With the Kafka’s library, Kafka Streams, the following use cases are implemented with minimal effort (compared to imperative programming):  Web site activity (track page views, searches, etc. in near-real-time); Events & log aggregation (particularly in distributed systems where messages come from multiple sources); Monitoring and metrics (aggregate statistics from distributed applications for dashboard applications); Stream processing(process raw data or treat it as SQL data types, clean it, verify it, analyze it, and forward it on to another topic or messaging system or a storage system); Event-time data ingestion(fast processing of a very large volume of messages).

In Kafka the communication between the clients and the servers is done with a simple, high-performance, language agnostic TCP protocol.  A Java client is provided in the Kafka library, but clients are available in many languages, such as C/C++, Python, Go (AKA golang), Erlang, .NET, Clojure, Ruby, Node.js, Proxy (HTTP REST, etc), Perl, stdin/stdout, PHP, Rust, Alternative Java, Storm, Scala DSL, Swift and SQL (KSQL).

Kafka provides the functionality of a messaging system, but with a unique design.  It is a distributed, partitioned, replicated commit “log” service. Kafka is horizontally scalable, partitioned (the data is split-up and distributed across the brokers),replicated(allowing for automatic failover) and unique among messaging systems.  Kafka does not track the consumption of messages (the consumers do). In short, Kafka has been optimized for performance. It has been designed from the ground up with a focus on performance and throughput.
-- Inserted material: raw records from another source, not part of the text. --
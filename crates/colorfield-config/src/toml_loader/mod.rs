//! TOML config file loading and creation.

mod loader;
mod paths;
mod template;


pub use loader::{load_default, load_from_path, LoadStatus, LoadedConfig};
pub use paths::{create_default_config, default_config_path};
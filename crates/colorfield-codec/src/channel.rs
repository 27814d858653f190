//! Numeric group validation shared by the functional notations.

use colorfield_common::{FormatError, FormatReason, Notation};

/// Parse a captured channel group as an integer in `[0, 255]`.
///
/// An empty group (the grammar allows `rgb(,,)`) is reported as not an
/// integer rather than as a pattern mismatch.
pub(crate) fn parse_channel(
    input: &str,
    notation: Notation,
    group: &str,
) -> Result<u8, FormatError> {
    let value: u32 = group.parse().map_err(|_| {
        FormatError::new(input, notation, FormatReason::NotAnInteger(group.to_string()))
    })?;
    u8::try_from(value)
        .map_err(|_| FormatError::new(input, notation, FormatReason::ChannelOutOfRange(value)))
}

/// Parse a captured alpha group as a fraction in `[0, 1]` and scale to 0-255.
pub(crate) fn parse_alpha(input: &str, group: &str) -> Result<u8, FormatError> {
    let fraction: f64 = group.parse().map_err(|_| {
        FormatError::new(input, Notation::Rgba, FormatReason::NotADecimal(group.to_string()))
    })?;
    if !(0.0..=1.0).contains(&fraction) {
        return Err(FormatError::new(
            input,
            Notation::Rgba,
            FormatReason::AlphaOutOfRange(group.to_string()),
        ));
    }
    Ok((fraction * 255.0).round() as u8)
}

/// Render an 8-bit alpha as a fraction of 255.
///
/// Whole quotients print as integers (`0`, `1`); everything else uses the
/// shortest decimal that parses back to the same `f64`.
pub(crate) fn format_alpha(alpha: u8) -> String {
    let fraction = f64::from(alpha) / 255.0;
    if fraction.fract() == 0.0 {
        format!("{}", fraction as u8)
    } else {
        format!("{fraction}")
    }
}
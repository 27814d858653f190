//! Hex notation: `#rgb` / `#rrggbb`, the leading `#` optional.

use colorfield_common::{Color, FormatError, Notation};
use regex::Regex;
use std::sync::LazyLock;

static HEX_RE: LazyLock<Regex> =
    LazyLock::new(|| Regex::new(r"^#?([0-9a-fA-F]{3}|[0-9a-fA-F]{6})$").unwrap());

/// Format as `#rrggbb` (lowercase). Alpha is dropped.
pub fn encode_hex(color: Color) -> String {
    color.css()
}

/// Parse `#rgb`, `#rrggbb`, `rgb` or `rrggbb` (any case). Alpha is 255.
///
/// Three-digit input doubles each digit (`#abc` is `#aabbcc`).
pub fn decode_hex(s: &str) -> Result<Color, FormatError> {
    let caps = HEX_RE
        .captures(s)
        .ok_or_else(|| FormatError::pattern(s, Notation::Hex))?;
    let digits = &caps[1];

    let expanded: String = if digits.len() == 3 {
        digits.chars().flat_map(|c| [c, c]).collect()
    } else {
        digits.to_string()
    };

    let rgb = u32::from_str_radix(&expanded, 16)
        .map_err(|_| FormatError::pattern(s, Notation::Hex))?;
    Ok(Color::from_rgb_int(rgb))
}
//! Config path resolution and default file creation.

use colorfield_common::ConfigError;
use std::path::{Path, PathBuf};

use super::template::default_config_toml;
use crate::toml_writer::write_atomically;

/// Get the platform-specific default config file path.
pub fn default_config_path() -> Result<PathBuf, ConfigError> {
    let config_dir = dirs::config_dir()
        .ok_or_else(|| ConfigError::ParseError("could not determine config directory".into()))?;
    Ok(config_dir.join("colorfield").join("config.toml"))
}

/// Write the commented default template to `path`, replacing any file there.
pub fn create_default_config(path: &Path) -> Result<(), ConfigError> {
    write_atomically(path, &default_config_toml())
}
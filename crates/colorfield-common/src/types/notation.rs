use serde::{Deserialize, Serialize};
use std::fmt;
use std::str::FromStr;

/// A textual color grammar.
#[derive(Debug, Clone, Copy, PartialEq, Eq, Hash, Serialize, Deserialize)]
#[serde(rename_all = "lowercase")]
pub enum Notation {
    /// `#rgb` or `#rrggbb`, the `#` optional.
    Hex,
    /// `rgb(r,g,b)`.
    Rgb,
    /// `rgba(r,g,b,a)` with a fractional alpha.
    Rgba,
}

impl Notation {
    pub const ALL: [Notation; 3] = [Notation::Hex, Notation::Rgb, Notation::Rgba];

    pub fn name(&self) -> &'static str {
        match self {
            Notation::Hex => "hex",
            Notation::Rgb => "rgb",
            Notation::Rgba => "rgba",
        }
    }

    /// Whether the grammar carries an alpha channel.
    pub fn carries_alpha(&self) -> bool {
        matches!(self, Notation::Rgba)
    }
}

impl fmt::Display for Notation {
    fn fmt(&self, f: &mut fmt::Formatter<'_>) -> fmt::Result {
        f.write_str(self.name())
    }
}

impl FromStr for Notation {
    type Err = String;

    fn from_str(s: &str) -> Result<Self, Self::Err> {
        Notation::ALL
            .into_iter()
            .find(|n| n.name().eq_ignore_ascii_case(s.trim()))
            .ok_or_else(|| format!("unknown notation '{s}' (expected hex, rgb or rgba)"))
    }
}
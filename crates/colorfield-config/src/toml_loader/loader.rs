//! Core TOML config loading: read from path or platform default.
//!
//! Loading usually happens before logging is configured (the config picks
//! the log level), so the loader reports its outcome in [`LoadedConfig`]
//! instead of logging it.

use crate::schema::ColorFieldConfig;
use crate::validation;
use colorfield_common::ConfigError;
use std::path::{Path, PathBuf};
use tracing::{info, warn};

use super::paths::{create_default_config, default_config_path};

/// How the returned config was obtained.
#[derive(Debug)]
pub enum LoadStatus {
    /// Parsed and validated from an existing file.
    Loaded,
    /// No file existed; the commented template was written.
    Created,
    /// The file parsed but failed validation, so defaults are in use.
    FellBack(ConfigError),
}

#[derive(Debug)]
pub struct LoadedConfig {
    pub config: ColorFieldConfig,
    pub path: PathBuf,
    pub status: LoadStatus,
}

impl LoadedConfig {
    /// The validation error that forced the defaults, if any.
    pub fn fallback_reason(&self) -> Option<&ConfigError> {
        match &self.status {
            LoadStatus::FellBack(e) => Some(e),
            _ => None,
        }
    }

    /// Report the outcome through `tracing`. Call after the subscriber is
    /// installed.
    pub fn log(&self) {
        match &self.status {
            LoadStatus::Loaded => info!("loaded config from {}", self.path.display()),
            LoadStatus::Created => {
                info!("no config found, created default at {}", self.path.display())
            }
            LoadStatus::FellBack(e) => {
                warn!("config validation warning in {}: {e}", self.path.display());
                warn!("falling back to default config");
            }
        }
    }
}

/// Load config from a specific TOML file path.
///
/// Missing fields take their defaults. A config that fails validation is
/// replaced by the default config, with the error kept in the status.
pub fn load_from_path(path: &Path) -> Result<LoadedConfig, ConfigError> {
    if !path.exists() {
        return Err(ConfigError::FileNotFound(path.to_path_buf()));
    }

    let content = std::fs::read_to_string(path)
        .map_err(|e| ConfigError::ParseError(format!("failed to read {}: {e}", path.display())))?;

    let config: ColorFieldConfig = toml::from_str(&content)
        .map_err(|e| ConfigError::ParseError(format!("failed to parse TOML: {e}")))?;

    let (config, status) = match validation::validate(&config) {
        Ok(()) => (config, LoadStatus::Loaded),
        Err(e) => (ColorFieldConfig::default(), LoadStatus::FellBack(e)),
    };

    Ok(LoadedConfig {
        config,
        path: path.to_path_buf(),
        status,
    })
}

/// Load config from the platform-specific default path.
///
/// On macOS: `~/Library/Application Support/colorfield/config.toml`
/// On Linux: `~/.config/colorfield/config.toml`
///
/// If the file does not exist, creates a default config file and returns defaults.
pub fn load_default() -> Result<LoadedConfig, ConfigError> {
    let path = default_config_path()?;

    match load_from_path(&path) {
        Ok(loaded) => Ok(loaded),
        Err(ConfigError::FileNotFound(_)) => {
            create_default_config(&path)?;
            Ok(LoadedConfig {
                config: ColorFieldConfig::default(),
                path,
                status: LoadStatus::Created,
            })
        }
        Err(e) => Err(e),
    }
}
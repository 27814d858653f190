//! Default TOML config template with inline documentation comments.

use crate::schema::CONFIG_SCHEMA_VERSION;

/// Generate the default TOML config content with comments.
pub(crate) fn default_config_toml() -> String {
    format!(
        r##"# colorfield configuration
# Schema version {CONFIG_SCHEMA_VERSION}
# Only override what you want to change -- missing fields use defaults.

[field]
# notation = "hex"                 # hex, rgb, rgba
# initial_color = "rgb(0,180,240)" # any notation
# default_color = "#ffffff"        # shown when the field is empty

[logging]
# level = "info"                   # trace, debug, info, warn, error
"##
    )
}
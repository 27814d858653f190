use std::path::PathBuf;

use clap::{Parser, Subcommand};
use colorfield_common::Notation;

/// colorfield: convert colors between CSS hex, rgb() and rgba() notations.
#[derive(Parser, Debug)]
#[command(name = "colorfield", version, about)]
pub struct Args {
    /// Config file path override.
    #[arg(long, global = true)]
    pub config: Option<PathBuf>,

    /// Log filter override (e.g. `colorfield=debug`).
    #[arg(long, global = true)]
    pub log_level: Option<String>,

    /// Print results as JSON.
    #[arg(long, global = true)]
    pub json: bool,

    #[command(subcommand)]
    pub command: Command,
}

#[derive(Subcommand, Debug)]
pub enum Command {
    /// Re-encode a color in another notation.
    Convert {
        value: String,

        /// Notation of the input; detected from its prefix when omitted.
        #[arg(long)]
        from: Option<Notation>,

        /// Target notation; the configured field notation when omitted.
        #[arg(long)]
        to: Option<Notation>,
    },

    /// Validate a color string. Exits with status 1 when invalid.
    Check {
        value: String,

        /// Notation to validate against; detected when omitted.
        #[arg(long)]
        notation: Option<Notation>,
    },

    /// Render a color through every converter.
    Show {
        /// Color to render; the configured initial color when omitted.
        value: Option<String>,

        /// Render an empty field value instead.
        #[arg(long, conflicts_with = "value")]
        empty: bool,
    },

    /// Write a config file. Without overrides the commented template is
    /// written.
    InitConfig {
        /// Overwrite an existing file.
        #[arg(long)]
        force: bool,

        /// Field notation to store.
        #[arg(long)]
        notation: Option<Notation>,

        /// Initial field color to store. Any notation.
        #[arg(long)]
        initial_color: Option<String>,

        /// Color shown for an empty field. Any notation.
        #[arg(long)]
        default_color: Option<String>,
    },

    /// Print the effective config and where it came from.
    Config,
}

pub fn parse() -> Args {
    Args::parse()
}
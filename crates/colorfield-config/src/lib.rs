//! colorfield configuration.
//!
//! TOML-based configuration for the color field front end. All sections
//! use defaults so partial configs work out of the box.
//!
//! # Quick Start
//!
//! ```rust,no_run
//! use colorfield_config::{load_config, config_to_json};
//!
//! let loaded = load_config(None).expect("failed to load config");
//! loaded.log();
//! println!("{}", config_to_json(&loaded.config));
//! ```

pub mod schema;
pub mod toml_loader;
pub mod toml_writer;
pub mod validation;

pub use schema::{ColorFieldConfig, FieldConfig, LogLevel, LoggingConfig, CONFIG_SCHEMA_VERSION};
pub use toml_loader::{create_default_config, default_config_path, LoadStatus, LoadedConfig};
pub use toml_writer::save_config_to_path;

use colorfield_common::ConfigError;
use std::path::Path;

/// Load config from `path`, or from the platform default path when `None`.
///
/// The default path is created from the template if missing; an explicit
/// path must exist.
pub fn load_config(path: Option<&Path>) -> Result<LoadedConfig, ConfigError> {
    match path {
        Some(path) => toml_loader::load_from_path(path),
        None => toml_loader::load_default(),
    }
}

/// Serialize a config to a pretty-printed JSON string.
pub fn config_to_json(config: &ColorFieldConfig) -> String {
    serde_json::to_string_pretty(config)
        .unwrap_or_else(|e| format!("{{\"error\": \"failed to serialize config: {e}\"}}"))
}
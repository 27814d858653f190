//! Shared types for the colorfield workspace: the [`Color`] value, the
//! [`Notation`] tag and the error types every other crate reports through.

pub mod errors;
pub mod types;

pub use errors::{ColorFieldError, ConfigError, FormatError, FormatReason};
pub use types::{Color, Notation};

pub type Result<T> = std::result::Result<T, ColorFieldError>;
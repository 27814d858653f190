//! Tests for the full validation pipeline.

use super::*;

#[test]
fn default_config_validates() {
    let config = ColorFieldConfig::default();
    assert!(validate(&config).is_ok());
}

#[test]
fn accepts_every_notation() {
    let mut config = ColorFieldConfig::default();
    for color in ["#abc", "00b4f0", "rgb(1,2,3)", "rgba(0,0,0,0.5)"] {
        config.field.initial_color = color.into();
        config.field.default_color = color.into();
        assert!(validate(&config).is_ok(), "{color}");
    }
}

#[test]
fn catches_bad_initial_color() {
    let mut config = ColorFieldConfig::default();
    config.field.initial_color = "rgb(256,0,0)".into();
    let err = validate(&config).unwrap_err().to_string();
    assert!(err.contains("field.initial_color"));
    assert!(err.contains("rgb(256,0,0)"));
}

#[test]
fn catches_bad_default_color() {
    let mut config = ColorFieldConfig::default();
    config.field.default_color = "white".into();
    let err = validate(&config).unwrap_err().to_string();
    assert!(err.contains("field.default_color"));
}

#[test]
fn collects_all_errors() {
    let mut config = ColorFieldConfig::default();
    config.field.initial_color = "".into();
    config.field.default_color = "rgba(0,0,0,2)".into();
    let err = validate(&config).unwrap_err();
    assert!(matches!(err, ConfigError::ValidationError(_)));
    let msg = err.to_string();
    assert!(msg.contains("field.initial_color"));
    assert!(msg.contains("field.default_color"));
    assert!(msg.contains("; "));
}
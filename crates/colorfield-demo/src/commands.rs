//! Subcommand implementations. Each returns a serializable report; printing
//! is left to `main`.

use std::fmt;
use std::path::{Path, PathBuf};

use colorfield_codec::ColorConverter;
use colorfield_common::{Color, ConfigError, FormatError, Notation};
use colorfield_config::{ColorFieldConfig, FieldConfig, LoadStatus, LoadedConfig};
use serde::Serialize;

#[derive(Debug, Clone, PartialEq, Eq, Serialize)]
pub struct Conversion {
    pub input: String,
    pub from: Notation,
    pub to: Notation,
    pub color: Color,
    pub output: String,
    /// The target notation cannot express the input's transparency.
    pub alpha_dropped: bool,
}

impl fmt::Display for Conversion {
    fn fmt(&self, f: &mut fmt::Formatter<'_>) -> fmt::Result {
        f.write_str(&self.output)
    }
}

pub fn convert(
    value: &str,
    from: Option<Notation>,
    to: Notation,
) -> Result<Conversion, FormatError> {
    let from = from.unwrap_or_else(|| colorfield_codec::detect_notation(value));
    let color = colorfield_codec::decode(from, value)?;
    let output = colorfield_codec::encode(to, color);
    let alpha_dropped = !to.carries_alpha() && !color.is_opaque();
    if alpha_dropped {
        tracing::warn!(alpha = color.alpha(), %to, "{to} has no alpha channel, dropping it");
    }
    tracing::debug!(%from, %to, input = value, %output, "converted");
    Ok(Conversion {
        input: value.to_string(),
        from,
        to,
        color,
        output,
        alpha_dropped,
    })
}

#[derive(Debug, Clone, PartialEq, Eq, Serialize)]
pub struct CheckReport {
    pub input: String,
    pub notation: Notation,
    pub valid: bool,
    #[serde(skip_serializing_if = "Option::is_none")]
    pub color: Option<Color>,
    #[serde(skip_serializing_if = "Option::is_none")]
    pub error: Option<String>,
}

impl fmt::Display for CheckReport {
    fn fmt(&self, f: &mut fmt::Formatter<'_>) -> fmt::Result {
        match (&self.color, &self.error) {
            (Some(color), _) => write!(
                f,
                "valid {}: r={} g={} b={} a={}",
                self.notation,
                color.red(),
                color.green(),
                color.blue(),
                color.alpha()
            ),
            (None, Some(error)) => write!(f, "invalid: {error}"),
            (None, None) => write!(f, "invalid"),
        }
    }
}

pub fn check(value: &str, notation: Option<Notation>) -> CheckReport {
    let notation = notation.unwrap_or_else(|| colorfield_codec::detect_notation(value));
    match colorfield_codec::decode(notation, value) {
        Ok(color) => CheckReport {
            input: value.to_string(),
            notation,
            valid: true,
            color: Some(color),
            error: None,
        },
        Err(e) => CheckReport {
            input: value.to_string(),
            notation,
            valid: false,
            color: None,
            error: Some(e.to_string()),
        },
    }
}

#[derive(Debug, Clone, PartialEq, Eq, Serialize)]
pub struct Rendering {
    pub notation: Notation,
    pub text: Option<String>,
}

/// A field value as each converter would present it.
#[derive(Debug, Clone, PartialEq, Eq, Serialize)]
pub struct ShowReport {
    pub value: Option<Color>,
    /// Color the picker displays: the value, or the default when empty.
    pub client_color: Color,
    pub renderings: Vec<Rendering>,
}

impl fmt::Display for ShowReport {
    fn fmt(&self, f: &mut fmt::Formatter<'_>) -> fmt::Result {
        for r in &self.renderings {
            writeln!(f, "{:<5} {}", r.notation, r.text.as_deref().unwrap_or("(empty)"))?;
        }
        write!(f, "shown {}", self.client_color.css())
    }
}

pub fn show(value: Option<Color>, default_color: Color) -> ShowReport {
    let renderings = ColorConverter::all()
        .iter()
        .map(|converter| Rendering {
            notation: converter.notation(),
            text: converter.to_presentation(value),
        })
        .collect();
    ShowReport {
        value,
        client_color: value.unwrap_or(default_color),
        renderings,
    }
}

/// Resolve the value `show` should render.
///
/// An explicit value is decoded with the configured field notation's
/// converter first and falls back to detection, so any notation is accepted.
pub fn show_value(
    field: &FieldConfig,
    value: Option<&str>,
    empty: bool,
) -> Result<Option<Color>, FormatError> {
    if empty {
        return Ok(None);
    }
    match value {
        Some(text) => match ColorConverter::new(field.notation).to_model(Some(text)) {
            Ok(color) => Ok(color),
            Err(_) => colorfield_codec::decode_any(text).map(Some),
        },
        None => field.initial_color().map(Some),
    }
}

/// Field settings given to `init-config`.
#[derive(Debug, Default)]
pub struct FieldOverrides {
    pub notation: Option<Notation>,
    pub initial_color: Option<String>,
    pub default_color: Option<String>,
}

impl FieldOverrides {
    fn is_empty(&self) -> bool {
        self.notation.is_none() && self.initial_color.is_none() && self.default_color.is_none()
    }

    fn apply(self, field: &mut FieldConfig) {
        if let Some(notation) = self.notation {
            field.notation = notation;
        }
        if let Some(color) = self.initial_color {
            field.initial_color = color;
        }
        if let Some(color) = self.default_color {
            field.default_color = color;
        }
    }
}

/// Write a config file at `path`.
///
/// Without overrides the commented template is written. Otherwise the
/// default config with the overrides applied is validated and saved.
pub fn init_config(
    path: &Path,
    force: bool,
    overrides: FieldOverrides,
) -> colorfield_common::Result<()> {
    if path.exists() && !force {
        return Err(ConfigError::AlreadyExists(path.to_path_buf()).into());
    }
    if overrides.is_empty() {
        colorfield_config::create_default_config(path)?;
        return Ok(());
    }
    let mut config = ColorFieldConfig::default();
    overrides.apply(&mut config.field);
    colorfield_config::save_config_to_path(&config, path)?;
    Ok(())
}

/// The effective config and where it came from.
#[derive(Debug, Clone, Serialize)]
pub struct ConfigReport {
    #[serde(skip_serializing_if = "Option::is_none")]
    pub path: Option<PathBuf>,
    pub source: &'static str,
    #[serde(skip_serializing_if = "Option::is_none")]
    pub warning: Option<String>,
    pub config: ColorFieldConfig,
}

impl fmt::Display for ConfigReport {
    fn fmt(&self, f: &mut fmt::Formatter<'_>) -> fmt::Result {
        match &self.path {
            Some(path) => writeln!(f, "source: {} ({})", self.source, path.display())?,
            None => writeln!(f, "source: {}", self.source)?,
        }
        if let Some(warning) = &self.warning {
            writeln!(f, "warning: {warning}")?;
        }
        write!(f, "{}", colorfield_config::config_to_json(&self.config))
    }
}

/// `None` means loading failed outright and the defaults are in use.
pub fn config_report(loaded: Option<&LoadedConfig>) -> ConfigReport {
    let Some(loaded) = loaded else {
        return ConfigReport {
            path: None,
            source: "defaults",
            warning: None,
            config: ColorFieldConfig::default(),
        };
    };
    let (source, warning) = match &loaded.status {
        LoadStatus::Loaded => ("file", None),
        LoadStatus::Created => ("created", None),
        LoadStatus::FellBack(e) => ("defaults", Some(e.to_string())),
    };
    ConfigReport {
        path: Some(loaded.path.clone()),
        source,
        warning,
        config: loaded.config.clone(),
    }
}

pub fn default_color(field: &FieldConfig) -> Result<Color, ConfigError> {
    field
        .default_color()
        .map_err(|e| ConfigError::ValidationError(format!("field.default_color: {e}")))
}
//! Cross-notation behaviour: dispatch, detection and round trips.

use super::*;

fn sample_colors() -> impl Iterator<Item = Color> {
    (0..=255u8).map(|v| Color::from_rgba(v, 255 - v, v / 3, v.wrapping_mul(7)))
}

#[test]
fn hex_round_trip_drops_alpha() {
    for c in sample_colors() {
        assert_eq!(decode_hex(&encode_hex(c)).unwrap(), c.with_alpha(255));
    }
}

#[test]
fn rgb_round_trip_drops_alpha() {
    for c in sample_colors() {
        assert_eq!(decode_rgb(&encode_rgb(c)).unwrap(), c.with_alpha(255));
    }
}

#[test]
fn rgba_round_trip_is_exact() {
    for c in sample_colors() {
        assert_eq!(decode_rgba(&encode_rgba(c)).unwrap(), c);
    }
}

#[test]
fn encoded_text_stays_in_its_own_notation() {
    for c in sample_colors() {
        for n in Notation::ALL {
            let text = encode(n, c);
            assert!(is_valid(n, &text), "{text} not valid {n}");
            assert_eq!(detect_notation(&text), n, "{text}");
        }
    }
}

#[test]
fn dispatch_matches_direct_calls() {
    let c = Color::from_rgba(0, 180, 240, 51);
    assert_eq!(encode(Notation::Hex, c), encode_hex(c));
    assert_eq!(encode(Notation::Rgb, c), encode_rgb(c));
    assert_eq!(encode(Notation::Rgba, c), encode_rgba(c));
    assert_eq!(decode(Notation::Rgba, "rgba(0,180,240,0.2)").unwrap(), c);
}

#[test]
fn notations_reject_each_other() {
    assert!(!is_valid(Notation::Hex, "rgb(0,0,0)"));
    assert!(!is_valid(Notation::Rgb, "rgba(0,0,0,1)"));
    assert!(!is_valid(Notation::Rgba, "#000000"));
}

#[test]
fn detect_by_prefix() {
    assert_eq!(detect_notation("rgba(0,0,0,1)"), Notation::Rgba);
    assert_eq!(detect_notation("RGBA(0,0,0,1)"), Notation::Rgba);
    assert_eq!(detect_notation("rgb(0,0,0)"), Notation::Rgb);
    assert_eq!(detect_notation("#fff"), Notation::Hex);
    assert_eq!(detect_notation("fff"), Notation::Hex);
    assert_eq!(detect_notation(""), Notation::Hex);
    assert_eq!(detect_notation("rg"), Notation::Hex);
}

#[test]
fn detect_handles_multibyte_input() {
    assert_eq!(detect_notation("rgé"), Notation::Hex);
    assert_eq!(detect_notation("ü"), Notation::Hex);
}

#[test]
fn decode_any_uses_detected_notation() {
    assert_eq!(decode_any("#abc").unwrap(), Color::from_rgb(0xaa, 0xbb, 0xcc));
    assert_eq!(decode_any("rgb(1,2,3)").unwrap(), Color::from_rgb(1, 2, 3));
    assert_eq!(
        decode_any("rgba(1,2,3,0)").unwrap(),
        Color::from_rgba(1, 2, 3, 0)
    );

    let err = decode_any("rgb(1,2)").unwrap_err();
    assert_eq!(err.notation, Notation::Rgb);
    let err = decode_any("not-a-color").unwrap_err();
    assert_eq!(err.notation, Notation::Hex);
}

#[test]
fn malformed_input_fails_in_every_notation() {
    for s in ["", " ", "not-a-color", "rgb[1,2,3]", "rgba(1,2,3,x)", "#12 456"] {
        for n in Notation::ALL {
            let err = decode(n, s).unwrap_err();
            assert_eq!(err.input, s);
            assert_eq!(err.notation, n);
        }
    }
}

#[test]
fn format_error_mentions_input() {
    let err = decode_rgb("rgb(256,0,0)").unwrap_err();
    let msg = err.to_string();
    assert!(msg.contains("rgb(256,0,0)"));
    assert!(msg.contains("css rgb color"));
}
This 4 day class will instruct the student in all aspects of the Kafka project.  While Kafka provides the complete functionality of a messaging system, it was designed to do more and perform better than an enterprise messaging system.  The student will be provided a comprehensive understanding of Kafka and all of its capabilities through lecture and hands-on labs.

 

PREREQUISITES

Development experience with Java, either academic or experiential knowledge of distributed systems and a distributed message service or data flow topologies.  Knowledge or experience with Hadoop is strongly recommended as is user-level proficiency with a Unix-based operating system and command line scripts.

 

TARGET AUDIENCE

Data flow architects and developers who wish to understand the features of Kafka and individuals who wish to migrate from MQ Series, Rabbit MQ and Active MQ and replace them with a highly-extensible, multi-faceted, superior alternative.

 

FORMAT

50% Lecture 50% Hands-on Labs

 

DURATION

This is a 4 day class when taught on-site with ILT or via web-ex with VILT.  It is also offered on a per-module basis for on-line self-enablement via our LMS, Brane.

 

AGENDA SUMMARY

Day 1: Introduction to Kafka, installation, core APIs and Architecture

Day 2: From data motion to guaranteed message delivery with Kafka

Day 3: Kafka Streams

Day 4: Kafka SQL (KSQL)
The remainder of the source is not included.